As fortes inundações na ilha indonésia de Sumatra obrigaram à retirada de 24 mil pessoas e provocaram a morte a duas crianças, indicaram esta terça-feira, 04, as autoridades locais, com os ativistas ambientais a responsabilizarem a desflorestação por estes fenómenos extremos.

Inundações na ilha da Sumatra obrigam à retirada de 24 mil pessoas

Segundo a agência local de gestão de desastres, as chuvas torrenciais têm fustigado o norte da ilha da Indonésia desde 31 de dezembro, transbordando rios e elevando o nível da água até três metros em áreas residenciais.

"Sofremos inundações pelo menos cinco a oito vezes por ano em Pirak Timur. Mas as inundações de hoje estão entre as piores", disse Muzakkir, um morador de 33 anos desta cidade na província nortenha de Ache, citado pelas agências internacionais.
As autoridades da província de Aceh declararam o estado de emergência após a intempérie, que destruiu também prédios públicos, infraestruturas e áreas agrícolas. Para a organização ambientalista Walhi, as inundações estão intimamente ligadas ao desmatamento de grandes áreas para plantações de óleo de palma.

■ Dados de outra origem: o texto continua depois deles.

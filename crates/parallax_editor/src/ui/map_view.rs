//! Tilemap pane

use bevy_egui::egui;
use parallax_core::{BrushSource, GRID_HEIGHT, GRID_WIDTH, MAP_FRAME_SIZE, TILE_SIZE};

use super::theme::EditorTheme;
use crate::project::Project;
use crate::render::RenderState;
use crate::tools::{cell_at, ButtonEdge, PointerSample, PointerTracker};
use crate::EditorState;

/// Visible screen area drawn over the map, in tiles
const SCREEN_TILES_X: usize = 30;
const SCREEN_TILES_Y: usize = 20;

pub fn render_map_view(
    ui: &mut egui::Ui,
    editor_state: &mut EditorState,
    project: &mut Project,
    render_state: &RenderState,
    tracker: &mut PointerTracker,
) {
    let zoom = editor_state.zoom;
    let cell_px = TILE_SIZE as f32 * zoom;

    egui::ScrollArea::both()
        .id_salt("map_scroll")
        .auto_shrink([false, false])
        .show(ui, |ui| {
            let side = MAP_FRAME_SIZE as f32 * zoom;
            let (rect, response) =
                ui.allocate_exact_size(egui::vec2(side, side), egui::Sense::click_and_drag());
            let painter = ui.painter_at(rect);

            match render_state.map_texture() {
                Some(texture) => {
                    let uv = egui::Rect::from_min_max(egui::pos2(0.0, 0.0), egui::pos2(1.0, 1.0));
                    painter.image(texture, rect, uv, egui::Color32::WHITE);
                }
                None => {
                    painter.rect_filled(rect, 0.0, egui::Color32::BLACK);
                }
            }

            let tile_rect = |x: usize, y: usize, w: usize, h: usize| {
                egui::Rect::from_min_size(
                    rect.min + egui::vec2(x as f32 * cell_px, y as f32 * cell_px),
                    egui::vec2(w as f32 * cell_px, h as f32 * cell_px),
                )
                .intersect(rect)
            };

            if editor_state.show_grid {
                let stroke = egui::Stroke::new(1.0, EditorTheme::GRID);
                for i in 1..GRID_WIDTH {
                    painter.vline(rect.left() + i as f32 * cell_px, rect.y_range(), stroke);
                }
                for i in 1..GRID_HEIGHT {
                    painter.hline(rect.x_range(), rect.top() + i as f32 * cell_px, stroke);
                }
            }

            if editor_state.draw_screen_bounds {
                painter.rect_stroke(
                    tile_rect(0, 0, SCREEN_TILES_X, SCREEN_TILES_Y),
                    0.0,
                    EditorTheme::stroke(EditorTheme::SCREEN_BOUNDS),
                    egui::StrokeKind::Inside,
                );
            }

            let sample = ui.input(|i| PointerSample {
                pos: i
                    .pointer
                    .hover_pos()
                    .filter(|_| response.contains_pointer())
                    .map(|p| p - rect.min),
                primary: ButtonEdge::sample(&i.pointer, egui::PointerButton::Primary),
                secondary: ButtonEdge::sample(&i.pointer, egui::PointerButton::Secondary),
            });

            // Released outside the pane still has to end the stroke, so this runs every frame
            if tracker.handle_map(&sample, &mut project.session, cell_px) {
                project.mark_changed();
            }

            editor_state.hovered_cell = sample
                .pos
                .and_then(|pos| cell_at(pos, cell_px, GRID_WIDTH, GRID_HEIGHT));

            let brush = &project.session.brush;
            match brush.drag() {
                Some(drag) if drag.source == BrushSource::Map => {
                    painter.rect_stroke(
                        tile_rect(drag.anchor_x, drag.anchor_y, drag.width, drag.height),
                        0.0,
                        EditorTheme::stroke(EditorTheme::DRAG_RECT),
                        egui::StrokeKind::Inside,
                    );
                }
                _ => {
                    if let Some((x, y)) = editor_state.hovered_cell {
                        painter.rect_stroke(
                            tile_rect(x, y, brush.width(), brush.height()),
                            0.0,
                            EditorTheme::stroke(EditorTheme::HOVER),
                            egui::StrokeKind::Inside,
                        );
                    }
                }
            }
        });
}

"Se destruirmos o meio ambiente a montante enquanto as autoridades se preocuparam apenas com o rio a jusante, isso não resolverá o problema" e as inundações continuarão todos os anos, observou o diretor executivo da Walhi em Aceh, Ahmad Shalihin, também citado pelas agências internacionais.

"À medida que as florestas estão a ser dizimadas, as zonas mais baixas sofrem um impacto maior" em caso de enchentes, afirmou Zulkifli, chefe da localidade de Meunasah Jok, no norte de Ache, que responsabiliza também a extração ilegal de madeira. A "vizinha" Malásia está também a tentar recuperar das grandes inundações que atingiram o país no mês passado, que provocaram cerca de 50 mortes.

Pelo menos 13 mil pessoas permanecem em abrigos após o processo de retirada massivo de cerca de 70 mil pessoas no final de 2021 em vários estados do sudeste asiático, incluindo o de Selangor, que circunda a capital da Malásia, Kuala Lumpur.
Deslizamentos de terra e inundações são comuns na Indonésia e na Malásia durante a estação das chuvas, desastres ambientais que são favorecidos pela desflorestação e pela falta de prevenção de riscos, de acordo com os ambientalistas.

Convém salientar que em abril de 2021, mais de 200 pessoas morreram nas ilhas do arquipélago oriental da Indonésia e em Timor-Leste, que foram devastadas pelo ciclone tropical Seroja.